Wikinvest Wire

Wednesday, August 17, 2011

Swensen Is Not A Fan Of Mutual Funds



David Swensen the honcho at the Yale Endowment fund had an op ed in the NY Times over the weekend that was very critical of the mutual fund industry, specifically actively managed funds. It is not new that he believes individual investors are better off with broad index funds and certainly there is some segment of the investing population where that is the most suitable advice.

However I don't think simply dismissing all actively managed mutual funds is right either. Generally the traditional mutual fund wrapper is not my preferred vehicle. I generally prefer individual stocks and exchange traded funds but we have one traditional mutual fund that we have used as an across the board holding to seek out a specific effect. The fund in question has generally delivered that desired effect but of course no fund or stock or anything else can be perfect all of the time.
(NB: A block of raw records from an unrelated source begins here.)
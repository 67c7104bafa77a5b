//! Aero Monitor binary
//!
//! The scheduler runs on its own OS thread (sensor reads and InfluxDB writes
//! block); the tokio runtime drives the MQTT connection and waits for
//! SIGINT/SIGTERM.

use aero_monitor::config::MonitorConfig;
use aero_monitor::daemon::{build_scheduler, SinkSet};
use aero_monitor::sinks::mqtt;
use aero_monitor::StopSignal;
use anyhow::{Context, Result};
use tokio::sync::oneshot;
use tracing::{error, info};
use tracing_subscriber::EnvFilter;

#[tokio::main]
async fn main() -> Result<()> {
    dotenvy::dotenv().ok();

    tracing_subscriber::fmt()
        .with_env_filter(
            EnvFilter::try_from_default_env().unwrap_or_else(|_| EnvFilter::new("aero_monitor=info")),
        )
        .init();

    info!("Aero monitor v{} starting...", env!("CARGO_PKG_VERSION"));

    let config = MonitorConfig::load().context("Failed to load configuration")?;

    let bus = if config.mqtt.enabled {
        let (client, eventloop) = mqtt::connect(&config.mqtt);
        mqtt::spawn_event_loop(eventloop);
        info!("MQTT publishing to {}:{}", config.mqtt.host, config.mqtt.port);
        Some(client)
    } else {
        None
    };

    let stop = StopSignal::new();
    let (done_tx, mut done_rx) = oneshot::channel();
    let loop_stop = stop.clone();
    std::thread::Builder::new()
        .name("scheduler".to_string())
        .spawn(move || {
            let outcome = SinkSet::new(&config, bus)
                .and_then(|sinks| build_scheduler(&config, &sinks))
                .and_then(|mut scheduler| scheduler.run(&loop_stop).map_err(Into::into));
            let _ = done_tx.send(outcome);
        })
        .context("Failed to spawn scheduler thread")?;

    let outcome = tokio::select! {
        outcome = &mut done_rx => outcome,
        _ = shutdown_signal() => {
            info!("Stop signal received, releasing sensors...");
            stop.trigger();
            done_rx.await
        }
    };

    outcome.context("Scheduler thread exited without reporting")??;
    info!("Aero monitor stopped");
    Ok(())
}

async fn shutdown_signal() {
    let ctrl_c = async {
        if let Err(e) = tokio::signal::ctrl_c().await {
            error!("Failed to listen for ctrl-c: {}", e);
            std::future::pending::<()>().await;
        }
    };

    #[cfg(unix)]
    let terminate = async {
        use tokio::signal::unix::{signal, SignalKind};
        match signal(SignalKind::terminate()) {
            Ok(mut sigterm) => {
                sigterm.recv().await;
            }
            Err(e) => {
                error!("Failed to listen for SIGTERM: {}", e);
                std::future::pending::<()>().await;
            }
        }
    };

    #[cfg(not(unix))]
    let terminate = std::future::pending::<()>();

    tokio::select! {
        _ = ctrl_c => {}
        _ = terminate => {}
    }
}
For someone building a portfolio that makes country and sector decisions even if not a lot of individual stock picks a traditional fund can work. For someone who wants Australia at the country level then I imagine the first thing they would look at is the iShares Australia ETF (EWA). There are several other ETFs, at least one closed end fund and at least one traditional mutual fund for Australia. If somehow the traditional fund in the space, it is actively managed, outperformed EWA at every turn then I think people would have to consider it, past-performance warnings notwithstanding. This could also be about a risk adjusted result too not just nominal performance.

Likewise with any other desired attribute for a portfolio. I tend to more interested in the realm of absolute return or alternative but whatever the case I would not totally dismiss some segment of the market.

9 comments:

Stephen Drone said...

The thing is, if you decided that you liked a particular form of stock selection (picking countries?) you couldn't do that with mutual funds because their prospectus would never get that specific. The only way you know what the fund might do is to look at its past performance.
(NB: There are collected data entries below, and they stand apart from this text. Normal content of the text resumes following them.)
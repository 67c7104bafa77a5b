/*!
Mock MQTT client for tests without a broker

Records every publish and can be told to reject given topics, so bus
publisher behaviour is observable from tests.
*/

use aero_monitor::sinks::BusClient;
use aero_monitor::SinkError;
use std::collections::HashSet;
use std::sync::{Arc, Mutex};

#[derive(Debug, Clone, PartialEq)]
pub struct MockMessage {
    pub topic: String,
    pub payload: String,
}

/// Stand-in for `rumqttc::AsyncClient` on the publishing side
#[derive(Clone, Default)]
pub struct MockMqttClient {
    published_messages: Arc<Mutex<Vec<MockMessage>>>,
    rejected_topics: Arc<Mutex<HashSet<String>>>,
}

impl MockMqttClient {
    pub fn new() -> Self {
        Self::default()
    }

    /// Make every later publish to `topic` fail.
    pub fn reject_topic(&self, topic: &str) {
        self.rejected_topics.lock().unwrap().insert(topic.to_string());
    }

    pub fn get_published_messages(&self) -> Vec<MockMessage> {
        self.published_messages.lock().unwrap().clone()
    }

    pub fn find_messages_by_topic(&self, topic: &str) -> Vec<MockMessage> {
        self.published_messages
            .lock()
            .unwrap()
            .iter()
            .filter(|msg| msg.topic == topic)
            .cloned()
            .collect()
    }

    /// Payloads of a topic parsed as numbers, in publish order.
    pub fn values(&self, topic: &str) -> Vec<f64> {
        self.find_messages_by_topic(topic)
            .iter()
            .map(|msg| msg.payload.parse().unwrap())
            .collect()
    }

    pub fn clear(&self) {
        self.published_messages.lock().unwrap().clear();
        self.rejected_topics.lock().unwrap().clear();
    }
}

impl BusClient for MockMqttClient {
    fn publish(&self, topic: &str, payload: String) -> Result<(), SinkError> {
        if self.rejected_topics.lock().unwrap().contains(topic) {
            return Err(SinkError::Publish { topic: topic.to_string(), reason: "rejected by mock".into() });
        }
        tracing::debug!("[MOCK] published to {}: {}", topic, payload);
        self.published_messages
            .lock()
            .unwrap()
            .push(MockMessage { topic: topic.to_string(), payload });
        Ok(())
    }
}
While I'm not AGAINST mutual funds, I would expect that a highly paid active manager would outperform me in some sort of market crisis. That turns out to mostly be not the case, of course.

Anonymous said...

I think that index funds are far superior to mutual funds and when you compare the two there is no need for mutual funds. There are decent funds, like DODGX, but they are very close to the indexes because of their size.

Smaller portfolios probably should be based on index funds and larger portfolios potentially could utilize individual stocks. But comparing indexes, mutual funds, and stocks, there is no use for the mutual fund when it cannot perform better, has no tax advantage, does not offer control/transparency, and is not the lowest cost.

Max said...

Roger,

Have high frequency algorithmic traders (i.e. "machine trading") and 500 point market swings altered the way you hedge market risk? I'm beginning to think more and more the market is rigged and is a loser's game for the individual retail investor.

Anonymous said...

For bonds I think mutual funds are the way to go. Haven't been disapopinted by Gross, Gundlach, Fuss and Hasenstab as yet.

Mike C said...

Haven't been disapopinted by Gross, Gundlach, Fuss and Hasenstab as yet.

PIMCO and Doubleline. Who are the last 2? I'm looking for another core bond fund.

I think Hussman does a good job on that front with Hussman Total Return which I own.

There are issues with owning funds. Example on the equity side. I've owned FAIRX for a long time, and been pleased, but he appears to maybe have gone off the rails with this ginormous bet on banks and financials. Probably should have sold right away when I saw the size of the bet many months ago, but I didn't.

I think on the equity side for whatever reason managers are more prone to just go crazy at some point.

I think an alternative to funds is owning "wealth-creation" companies like Berkshire, Fairfax, Leucadia where the corporation is essentially a capital allocation vehicle more then an operating company. Still have to have confidence in the chief allocator though.

Anonymous said...

Does anyone know how a retail investor can buy farmland? Apparently Grantham and Soros think this is a "sure thing".

THanks

Anonymous said...

Mike C--Search these names on Morningstar. Also read and ask on the Morningstar bond forum. Lots of experienced investors there.

Anonymous said...

I was referring to Dan Fuss (LSBDX) and Michael Hasenstab (TGBAX/TTRZX). LSBDX did take a beating in 2008 but has since nicely recovered. Wouldn't consider the above as core bond funds though. You may want to check the following in that category - DBLFX, PIMIX and PTTRX. DBLFX doesn't have much history but it should be similar to TGLMX - what Gundlach managed earlier. Gundlach/TCW trial is still underway, may want to factor that in.

Stephen Drone said...

Anon 11:34am: I know a banker in Southern IL that I can hook you up with!